> _EXERCISE DESCRIPTION_
Each line that includes "SessionManager" must be copied from the records.

---------- AVAILABLE DATA

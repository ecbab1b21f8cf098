mod common;

use axum::http::StatusCode;
use common::{STUDENT_CODE, error_message, setup_test_app};
use serde_json::{Value, json};

/// Enrolls the fixture student and returns `(enrollment_id, result_id)`.
async fn enrolled_result(t: &common::TestApp) -> (String, String) {
    let enrollment_id = t.enroll(STUDENT_CODE, t.fx.offering).await;
    let student = t.login_student(STUDENT_CODE).await;
    let (_, body) = t.send("GET", "/api/v1/student/results", Some(&student), None).await;
    let result_id = body["data"][0]["id"].as_str().unwrap().to_string();
    (enrollment_id, result_id)
}

async fn put_marks(t: &common::TestApp, session: &str, result_id: &str, marks: Value) -> (StatusCode, Value) {
    t.send(
        "PUT",
        &format!("/api/v1/results/{result_id}"),
        Some(session),
        Some(json!({ "marks": marks })),
    )
    .await
}

#[tokio::test]
async fn test_lecturer_records_marks_and_grade_is_derived() {
    let t = setup_test_app().await;
    let (_, result_id) = enrolled_result(&t).await;
    let lecturer = t.login_lecturer().await;

    for (marks, grade) in [(75, "A"), (74, "B"), (59, "C"), (40, "D"), (39, "F")] {
        let (status, body) = put_marks(&t, &lecturer, &result_id, json!(marks)).await;
        assert_eq!(status, StatusCode::OK);
        assert_eq!(body["data"]["marks"], marks);
        assert_eq!(body["data"]["grade"], grade);
        assert_eq!(body["data"]["updated_by"], json!(t.fx.lecturer));
    }
}

#[tokio::test]
async fn test_admin_may_record_marks() {
    let t = setup_test_app().await;
    let (_, result_id) = enrolled_result(&t).await;
    let admin = t.login_admin().await;

    let (status, body) = put_marks(&t, &admin, &result_id, json!(100)).await;

    assert_eq!(status, StatusCode::OK);
    assert_eq!(body["data"]["grade"], "A");
}

#[tokio::test]
async fn test_marks_out_of_range_are_bad_request() {
    let t = setup_test_app().await;
    let (_, result_id) = enrolled_result(&t).await;
    let lecturer = t.login_lecturer().await;

    for marks in [json!(101), json!(-1), json!("eighty")] {
        let (status, body) = put_marks(&t, &lecturer, &result_id, marks).await;
        assert_eq!(status, StatusCode::BAD_REQUEST);
        assert!(body["data"].is_null());
    }
}

#[tokio::test]
async fn test_students_cannot_record_marks() {
    let t = setup_test_app().await;
    let (_, result_id) = enrolled_result(&t).await;
    let student = t.login_student(STUDENT_CODE).await;

    let (status, _) = put_marks(&t, &student, &result_id, json!(90)).await;

    assert_eq!(status, StatusCode::FORBIDDEN);
}

#[tokio::test]
async fn test_get_result_and_missing_result() {
    let t = setup_test_app().await;
    let (enrollment_id, result_id) = enrolled_result(&t).await;
    let student = t.login_student(STUDENT_CODE).await;

    let (status, body) = t
        .send("GET", &format!("/api/v1/results/{result_id}"), Some(&student), None)
        .await;
    assert_eq!(status, StatusCode::OK);
    assert_eq!(body["data"]["enrollment_id"], enrollment_id.as_str());

    let (status, body) = t
        .send(
            "GET",
            &format!("/api/v1/results/{}", uuid::Uuid::new_v4()),
            Some(&student),
            None,
        )
        .await;
    assert_eq!(status, StatusCode::NOT_FOUND);
    assert_eq!(error_message(&body), "Result not found");
}

#[tokio::test]
async fn test_lecturer_lists_results_of_enrollment_in_own_offering() {
    let t = setup_test_app().await;
    let (enrollment_id, result_id) = enrolled_result(&t).await;
    let uri = format!("/api/v1/lecturer/student-enrolls/{enrollment_id}/results");

    let lecturer = t.login_lecturer().await;
    let (status, body) = t.send("GET", &uri, Some(&lecturer), None).await;
    assert_eq!(status, StatusCode::OK);
    assert_eq!(body["data"][0]["id"], result_id.as_str());

    let stranger = t.login_other_lecturer().await;
    let (status, _) = t.send("GET", &uri, Some(&stranger), None).await;
    assert_eq!(status, StatusCode::FORBIDDEN);
}
#[async_trait]
impl RecordStore for PgRecordStore {
    #[instrument(skip(self))]
    async fn find_admin_by_username(&self, username: &str) -> Result<Option<Admin>, StoreError> {
        let sql = format!("SELECT {ADMIN_COLUMNS} FROM admins WHERE username = $1");
        Ok(sqlx::query_as::<_, Admin>(&sql)
            .bind(username)
            .fetch_optional(&self.pool)
            .await?)
    }

    #[instrument(skip(self))]
    async fn find_lecturer_by_email(&self, email: &str) -> Result<Option<Lecturer>, StoreError> {
        let sql = format!("SELECT {LECTURER_COLUMNS} FROM lecturers WHERE LOWER(email) = LOWER($1)");
        Ok(sqlx::query_as::<_, Lecturer>(&sql)
            .bind(email)
            .fetch_optional(&self.pool)
            .await?)
    }

    #[instrument(skip(self))]
    async fn find_student_by_code(
        &self,
        student_code: &str,
    ) -> Result<Option<Student>, StoreError> {
        let sql = format!(
            "SELECT {STUDENT_COLUMNS} FROM students WHERE student_code = $1 AND is_active"
        );
        Ok(sqlx::query_as::<_, Student>(&sql)
            .bind(student_code)
            .fetch_optional(&self.pool)
            .await?)
    }

    #[instrument(skip(self))]
    async fn get_admin(&self, id: AdminId) -> Result<Admin, StoreError> {
        let sql = format!("SELECT {ADMIN_COLUMNS} FROM admins WHERE id = $1");
        Ok(sqlx::query_as::<_, Admin>(&sql)
            .bind(id)
            .fetch_one(&self.pool)
            .await?)
    }

    #[instrument(skip(self))]
    async fn get_lecturer(&self, id: LecturerId) -> Result<Lecturer, StoreError> {
        let sql = format!("SELECT {LECTURER_COLUMNS} FROM lecturers WHERE id = $1");
        Ok(sqlx::query_as::<_, Lecturer>(&sql)
            .bind(id)
            .fetch_one(&self.pool)
            .await?)
    }

    #[instrument(skip(self))]
    async fn get_student(&self, id: StudentId) -> Result<Student, StoreError> {
        let sql = format!("SELECT {STUDENT_COLUMNS} FROM students WHERE id = $1");
        Ok(sqlx::query_as::<_, Student>(&sql)
            .bind(id)
            .fetch_one(&self.pool)
            .await?)
    }

    #[instrument(skip(self, password_hash))]
    async fn update_password(
        &self,
        account: Account,
        password_hash: &str,
    ) -> Result<(), StoreError> {
        let (table, id) = match account {
            Account::Admin(id) => ("admins", id.into_inner()),
            Account::Lecturer(id) => ("lecturers", id.into_inner()),
            Account::Student(id) => ("students", id.into_inner()),
        };
        let sql = format!("UPDATE {table} SET password = $2, updated_at = NOW() WHERE id = $1");

        let result = sqlx::query(&sql)
            .bind(id)
            .bind(password_hash)
            .execute(&self.pool)
            .await?;

        if result.rows_affected() == 0 {
            return Err(StoreError::NotFound);
        }
        Ok(())
    }

    #[instrument(skip(self))]
    async fn get_session_offering(
        &self,
        id: SessionOfferingId,
    ) -> Result<SessionOffering, StoreError> {
        Ok(sqlx::query_as::<_, SessionOffering>(
            r#"
            SELECT id, subject_id, lecturer_id, intake_id, classroom_id, program_id,
                   day, start_time, end_time, created_at
            FROM session_offerings
            WHERE id = $1
            "#,
        )
        .bind(id)
        .fetch_one(&self.pool)
        .await?)
    }

    #[instrument(skip(self))]
    async fn list_offerings_by_lecturer(
        &self,
        lecturer_id: LecturerId,
        page: &PaginationParams,
    ) -> Result<Vec<SessionOffering>, StoreError> {
        let sql = format!(
            "SELECT id, subject_id, lecturer_id, intake_id, classroom_id, program_id, \
                    day, start_time, end_time, created_at \
             FROM session_offerings \
             WHERE lecturer_id = $1 \
             ORDER BY created_at {} LIMIT $2 OFFSET $3",
            page.dir().as_sql()
        );
        Ok(sqlx::query_as::<_, SessionOffering>(&sql)
            .bind(lecturer_id)
            .bind(page.limit())
            .bind(page.offset())
            .fetch_all(&self.pool)
            .await?)
    }

    #[instrument(skip(self))]
    async fn get_intake(&self, id: IntakeId) -> Result<Intake, StoreError> {
        Ok(sqlx::query_as::<_, Intake>(
            "SELECT id, name, start_date, end_date FROM intakes WHERE id = $1",
        )
        .bind(id)
        .fetch_one(&self.pool)
        .await?)
    }

    #[instrument(skip(self))]
    async fn find_active_enrollment(
        &self,
        student_id: StudentId,
        session_offering_id: SessionOfferingId,
    ) -> Result<Option<Enrollment>, StoreError> {
        let sql = format!(
            "SELECT {ENROLLMENT_COLUMNS} FROM enrollments \
             WHERE student_id = $1 AND session_offering_id = $2 AND NOT is_delete"
        );
        Ok(sqlx::query_as::<_, Enrollment>(&sql)
            .bind(student_id)
            .bind(session_offering_id)
            .fetch_optional(&self.pool)
            .await?)
    }

    #[instrument(skip(self))]
    async fn create_enrollment(
        &self,
        student_id: StudentId,
        session_offering_id: SessionOfferingId,
        actor: Uuid,
    ) -> Result<(Enrollment, ResultRecord), StoreError> {
        let mut tx = self.pool.begin().await?;

        // the partial unique index on active rows turns a racing insert into a conflict
        let sql = format!(
            "INSERT INTO enrollments (id, session_offering_id, student_id, created_by) \
             VALUES ($1, $2, $3, $4) RETURNING {ENROLLMENT_COLUMNS}"
        );
        let enrollment = sqlx::query_as::<_, Enrollment>(&sql)
            .bind(EnrollmentId::new())
            .bind(session_offering_id)
            .bind(student_id)
            .bind(actor)
            .fetch_one(&mut *tx)
            .await?;

        let sql = format!(
            "INSERT INTO results (id, enrollment_id, created_by) \
             VALUES ($1, $2, $3) RETURNING {RESULT_COLUMNS}"
        );
        let result = sqlx::query_as::<_, ResultRecord>(&sql)
            .bind(ResultId::new())
            .bind(enrollment.id)
            .bind(actor)
            .fetch_one(&mut *tx)
            .await?;

        tx.commit().await?;

        Ok((enrollment, result))
    }

    #[instrument(skip(self))]
    async fn get_enrollment(&self, id: EnrollmentId) -> Result<Enrollment, StoreError> {
        let sql =
            format!("SELECT {ENROLLMENT_COLUMNS} FROM enrollments WHERE id = $1 AND NOT is_delete");
        Ok(sqlx::query_as::<_, Enrollment>(&sql)
            .bind(id)
            .fetch_one(&self.pool)
            .await?)
    }

    #[instrument(skip(self))]
    async fn withdraw_enrollment(&self, id: EnrollmentId, actor: Uuid) -> Result<u64, StoreError> {
        let mut tx = self.pool.begin().await?;

        let withdrawn = sqlx::query(
            r#"
            UPDATE enrollments
            SET is_delete = TRUE, updated_by = $2, updated_at = NOW()
            WHERE id = $1 AND NOT is_delete
            "#,
        )
        .bind(id)
        .bind(actor)
        .execute(&mut *tx)
        .await?;

        if withdrawn.rows_affected() == 0 {
            return Err(StoreError::NotFound);
        }

        let results = sqlx::query(
            r#"
            UPDATE results
            SET is_delete = TRUE, updated_by = $2, updated_at = NOW()
            WHERE enrollment_id = $1 AND NOT is_delete
            "#,
        )
        .bind(id)
        .bind(actor)
        .execute(&mut *tx)
        .await?;

        tx.commit().await?;

        Ok(results.rows_affected())
    }

    #[instrument(skip(self))]
    async fn list_enrollments_by_student(
        &self,
        student_id: StudentId,
        page: &PaginationParams,
    ) -> Result<Vec<Enrollment>, StoreError> {
        let sql = format!(
            "SELECT {ENROLLMENT_COLUMNS} FROM enrollments \
             WHERE student_id = $1 AND NOT is_delete \
             ORDER BY created_at {} LIMIT $2 OFFSET $3",
            page.dir().as_sql()
        );
        Ok(sqlx::query_as::<_, Enrollment>(&sql)
            .bind(student_id)
            .bind(page.limit())
            .bind(page.offset())
            .fetch_all(&self.pool)
            .await?)
    }

    #[instrument(skip(self))]
    async fn list_enrollments_by_offering(
        &self,
        session_offering_id: SessionOfferingId,
        page: &PaginationParams,
    ) -> Result<Vec<Enrollment>, StoreError> {
        let sql = format!(
            "SELECT {ENROLLMENT_COLUMNS} FROM enrollments \
             WHERE session_offering_id = $1 AND NOT is_delete \
             ORDER BY created_at {} LIMIT $2 OFFSET $3",
            page.dir().as_sql()
        );
        Ok(sqlx::query_as::<_, Enrollment>(&sql)
            .bind(session_offering_id)
            .bind(page.limit())
            .bind(page.offset())
            .fetch_all(&self.pool)
            .await?)
    }

    #[instrument(skip(self))]
    async fn get_result(&self, id: ResultId) -> Result<ResultRecord, StoreError> {
        let sql = format!("SELECT {RESULT_COLUMNS} FROM results WHERE id = $1 AND NOT is_delete");
        Ok(sqlx::query_as::<_, ResultRecord>(&sql)
            .bind(id)
            .fetch_one(&self.pool)
            .await?)
    }

    #[instrument(skip(self))]
    async fn list_results_by_enrollment(
        &self,
        enrollment_id: EnrollmentId,
    ) -> Result<Vec<ResultRecord>, StoreError> {
        let sql = format!(
            "SELECT {RESULT_COLUMNS} FROM results \
             WHERE enrollment_id = $1 AND NOT is_delete ORDER BY created_at"
        );
        Ok(sqlx::query_as::<_, ResultRecord>(&sql)
            .bind(enrollment_id)
            .fetch_all(&self.pool)
            .await?)
    }

    #[instrument(skip(self))]
    async fn list_results_by_student(
        &self,
        student_id: StudentId,
        page: &PaginationParams,
    ) -> Result<Vec<ResultRecord>, StoreError> {
        let sql = format!(
            "SELECT r.id, r.enrollment_id, r.marks, r.grade, r.is_delete, \
                    r.created_by, r.created_at, r.updated_by, r.updated_at \
             FROM results r \
             JOIN enrollments e ON e.id = r.enrollment_id \
             WHERE e.student_id = $1 AND NOT e.is_delete AND NOT r.is_delete \
             ORDER BY r.created_at {} LIMIT $2 OFFSET $3",
            page.dir().as_sql()
        );
        Ok(sqlx::query_as::<_, ResultRecord>(&sql)
            .bind(student_id)
            .bind(page.limit())
            .bind(page.offset())
            .fetch_all(&self.pool)
            .await?)
    }

    #[instrument(skip(self))]
    async fn update_result_marks(
        &self,
        id: ResultId,
        marks: i32,
        grade: Grade,
        actor: Uuid,
    ) -> Result<ResultRecord, StoreError> {
        let sql = format!(
            "UPDATE results \
             SET marks = $2, grade = $3, updated_by = $4, updated_at = NOW() \
             WHERE id = $1 AND NOT is_delete \
             RETURNING {RESULT_COLUMNS}"
        );
        Ok(sqlx::query_as::<_, ResultRecord>(&sql)
            .bind(id)
            .bind(marks)
            .bind(grade)
            .bind(actor)
            .fetch_one(&self.pool)
            .await?)
    }

    #[instrument(skip(self))]
    async fn create_class_with_attendance(
        &self,
        session_offering_id: SessionOfferingId,
        date: NaiveDate,
        actor: Uuid,
    ) -> Result<(ClassMeeting, Vec<Attendance>), StoreError> {
        let mut tx = self.pool.begin().await?;

        let sql = format!(
            "INSERT INTO class_meetings (id, session_offering_id, date, created_by) \
             VALUES ($1, $2, $3, $4) RETURNING {CLASS_COLUMNS}"
        );
        let class = sqlx::query_as::<_, ClassMeeting>(&sql)
            .bind(ClassMeetingId::new())
            .bind(session_offering_id)
            .bind(date)
            .bind(actor)
            .fetch_one(&mut *tx)
            .await?;

        let sql = format!(
            "INSERT INTO attendances (id, class_meeting_id, student_id, created_by) \
             SELECT gen_random_uuid(), $1, e.student_id, $2 \
             FROM enrollments e \
             WHERE e.session_offering_id = $3 AND NOT e.is_delete \
             ORDER BY e.created_at \
             RETURNING {ATTENDANCE_COLUMNS}"
        );
        let attendances = sqlx::query_as::<_, Attendance>(&sql)
            .bind(class.id)
            .bind(actor)
            .bind(session_offering_id)
            .fetch_all(&mut *tx)
            .await?;

        tx.commit().await?;

        Ok((class, attendances))
    }

    #[instrument(skip(self))]
    async fn get_class(&self, id: ClassMeetingId) -> Result<ClassMeeting, StoreError> {
        let sql =
            format!("SELECT {CLASS_COLUMNS} FROM class_meetings WHERE id = $1 AND NOT is_delete");
        Ok(sqlx::query_as::<_, ClassMeeting>(&sql)
            .bind(id)
            .fetch_one(&self.pool)
            .await?)
    }

    #[instrument(skip(self))]
    async fn list_classes_by_offering(
        &self,
        session_offering_id: SessionOfferingId,
        page: &PaginationParams,
    ) -> Result<Vec<ClassMeeting>, StoreError> {
        let sql = format!(
            "SELECT {CLASS_COLUMNS} FROM class_meetings \
             WHERE session_offering_id = $1 AND NOT is_delete \
             ORDER BY created_at {} LIMIT $2 OFFSET $3",
            page.dir().as_sql()
        );
        Ok(sqlx::query_as::<_, ClassMeeting>(&sql)
            .bind(session_offering_id)
            .bind(page.limit())
            .bind(page.offset())
            .fetch_all(&self.pool)
            .await?)
    }

    #[instrument(skip(self))]
    async fn list_attendance_by_class(
        &self,
        class_meeting_id: ClassMeetingId,
    ) -> Result<Vec<Attendance>, StoreError> {
        let sql = format!(
            "SELECT {ATTENDANCE_COLUMNS} FROM attendances \
             WHERE class_meeting_id = $1 ORDER BY created_at, id"
        );
        Ok(sqlx::query_as::<_, Attendance>(&sql)
            .bind(class_meeting_id)
            .fetch_all(&self.pool)
            .await?)
    }

    #[instrument(skip(self))]
    async fn get_attendance(&self, id: AttendanceId) -> Result<Attendance, StoreError> {
        let sql = format!("SELECT {ATTENDANCE_COLUMNS} FROM attendances WHERE id = $1");
        Ok(sqlx::query_as::<_, Attendance>(&sql)
            .bind(id)
            .fetch_one(&self.pool)
            .await?)
    }

    #[instrument(skip(self))]
    async fn update_attendance(
        &self,
        id: AttendanceId,
        attended: bool,
        actor: Uuid,
    ) -> Result<Attendance, StoreError> {
        let sql = format!(
            "UPDATE attendances \
             SET attended = $2, updated_by = $3, updated_at = NOW() \
             WHERE id = $1 \
             RETURNING {ATTENDANCE_COLUMNS}"
        );
        Ok(sqlx::query_as::<_, Attendance>(&sql)
            .bind(id)
            .bind(attended)
            .bind(actor)
            .fetch_one(&self.pool)
            .await?)
    }
}
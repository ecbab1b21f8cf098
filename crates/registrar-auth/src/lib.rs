//! # Registrar Auth
//!
//! Server-side sessions for the Registrar API.
//!
//! - [`role`]: The closed set of principal roles
//! - [`session`]: Minting, resolving and revoking opaque session keys
//!
//! A session key has the form `<namespace>:<uuid>` and maps to a JSON
//! payload `{"user_id": ..., "role": ...}` held in a [`TokenStore`] with a
//! fixed time-to-live. Expiry is not renewed on use.
//!
//! # Example
//!
//! ```ignore
//! use registrar_auth::{Role, SessionManager};
//! use registrar_cache::MemoryTokenStore;
//! use registrar_config::SessionConfig;
//!
//! let sessions = SessionManager::new(Arc::new(MemoryTokenStore::new()), SessionConfig::default());
//! let key = sessions.store(user_id, Role::Student).await?;
//! let session = sessions.resolve(&key).await?;
//! assert_eq!(session.role, Role::Student);
//! ```
//!
//! [`TokenStore`]: registrar_cache::TokenStore

pub mod role;
pub mod session;

pub use role::Role;
pub use session::{SessionData, SessionError, SessionManager};
use axum::{
    Json,
    extract::State,
    http::StatusCode,
};
use chrono::Utc;
use registrar_core::{AppError, Envelope, PaginationParams};
use registrar_models::{
    EnrollDto, Enrollment, EnrollmentId, EnrollmentResponse, LecturerId, SessionOfferingId,
    StudentId,
};
use tracing::instrument;
use uuid::Uuid;

use super::service::EnrollmentService;
use crate::middleware::auth::CurrentUser;
use crate::state::AppState;
use crate::validator::{JsonBody, ValidatedPath, ValidatedQuery};

/// Enroll the calling student into a session offering
#[utoipa::path(
    post,
    path = "/api/v1/student-enrolls",
    request_body = EnrollDto,
    responses(
        (status = 201, description = "Enrolled", body = Envelope<EnrollmentResponse>),
        (status = 400, description = "Invalid request body"),
        (status = 401, description = "Missing or expired session"),
        (status = 403, description = "Not a student session"),
        (status = 500, description = "Already enrolled, outside the enrollment window, or another program")
    ),
    tag = "Enrollments",
    security(("session" = []))
)]
#[instrument(skip(state))]
pub async fn enroll(
    State(state): State<AppState>,
    user: CurrentUser,
    JsonBody(dto): JsonBody<EnrollDto>,
) -> Result<(StatusCode, Json<Envelope<EnrollmentResponse>>), AppError> {
    let response = EnrollmentService::enroll(
        state.store.as_ref(),
        StudentId::from(user.user_id),
        dto.session_id,
        Utc::now(),
    )
    .await?;
    Ok((StatusCode::CREATED, Json(Envelope::ok(response))))
}

/// Withdraw an enrollment and its results
#[utoipa::path(
    delete,
    path = "/api/v1/student-enrolls/{id}",
    params(("id" = Uuid, Path, description = "Enrollment ID")),
    responses(
        (status = 200, description = "Withdrawn"),
        (status = 401, description = "Missing or expired session"),
        (status = 403, description = "Not an admin session"),
        (status = 404, description = "Enrollment not found")
    ),
    tag = "Enrollments",
    security(("session" = []))
)]
#[instrument(skip(state))]
pub async fn withdraw(
    State(state): State<AppState>,
    user: CurrentUser,
    ValidatedPath(id): ValidatedPath<EnrollmentId>,
) -> Result<Json<Envelope<()>>, AppError> {
    EnrollmentService::withdraw(state.store.as_ref(), id, user.user_id).await?;
    Ok(Json(Envelope::ok(())))
}

#[utoipa::path(
    get,
    path = "/api/v1/student-enrolls/{id}",
    params(("id" = Uuid, Path, description = "Enrollment ID")),
    responses(
        (status = 200, description = "Enrollment", body = Envelope<EnrollmentResponse>),
        (status = 401, description = "Missing or expired session"),
        (status = 404, description = "Enrollment not found")
    ),
    tag = "Enrollments",
    security(("session" = []))
)]
#[instrument(skip(state))]
pub async fn get_enrollment(
    State(state): State<AppState>,
    ValidatedPath(id): ValidatedPath<EnrollmentId>,
) -> Result<Json<Envelope<EnrollmentResponse>>, AppError> {
    let response = EnrollmentService::get_enrollment(state.store.as_ref(), id).await?;
    Ok(Json(Envelope::ok(response)))
}

#[utoipa::path(
    get,
    path = "/api/v1/student/student-enrolls",
    params(PaginationParams),
    responses(
        (status = 200, description = "The calling student's active enrollments", body = Envelope<Vec<Enrollment>>),
        (status = 401, description = "Missing or expired session"),
        (status = 403, description = "Not a student session")
    ),
    tag = "Enrollments",
    security(("session" = []))
)]
#[instrument(skip(state))]
pub async fn list_my_enrollments(
    State(state): State<AppState>,
    user: CurrentUser,
    ValidatedQuery(page): ValidatedQuery<PaginationParams>,
) -> Result<Json<Envelope<Vec<Enrollment>>>, AppError> {
    let enrollments =
        EnrollmentService::list_for_student(state.store.as_ref(), StudentId::from(user.user_id), &page)
            .await?;
    Ok(Json(Envelope::ok(enrollments)))
}

#[utoipa::path(
    get,
    path = "/api/v1/lecturer/sessions/{id}/student-enrolls",
    params(("id" = Uuid, Path, description = "Session offering ID"), PaginationParams),
    responses(
        (status = 200, description = "Active enrollments of the offering", body = Envelope<Vec<Enrollment>>),
        (status = 401, description = "Missing or expired session"),
        (status = 403, description = "Not a lecturer session, or not their offering"),
        (status = 404, description = "Session not found")
    ),
    tag = "Enrollments",
    security(("session" = []))
)]
#[instrument(skip(state))]
pub async fn list_offering_enrollments(
    State(state): State<AppState>,
    user: CurrentUser,
    ValidatedPath(id): ValidatedPath<SessionOfferingId>,
    ValidatedQuery(page): ValidatedQuery<PaginationParams>,
) -> Result<Json<Envelope<Vec<Enrollment>>>, AppError> {
    let enrollments = EnrollmentService::list_for_offering(
        state.store.as_ref(),
        LecturerId::from(user.user_id),
        id,
        &page,
    )
    .await?;
    Ok(Json(Envelope::ok(enrollments)))
}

--------------------

> _RESPONSE TO THE TASK_
//! use registrar_auth::{Role, SessionManager};
//! let sessions = SessionManager::new(Arc::new(MemoryTokenStore::new()), SessionConfig::default());
pub use session::{SessionData, SessionError, SessionManager};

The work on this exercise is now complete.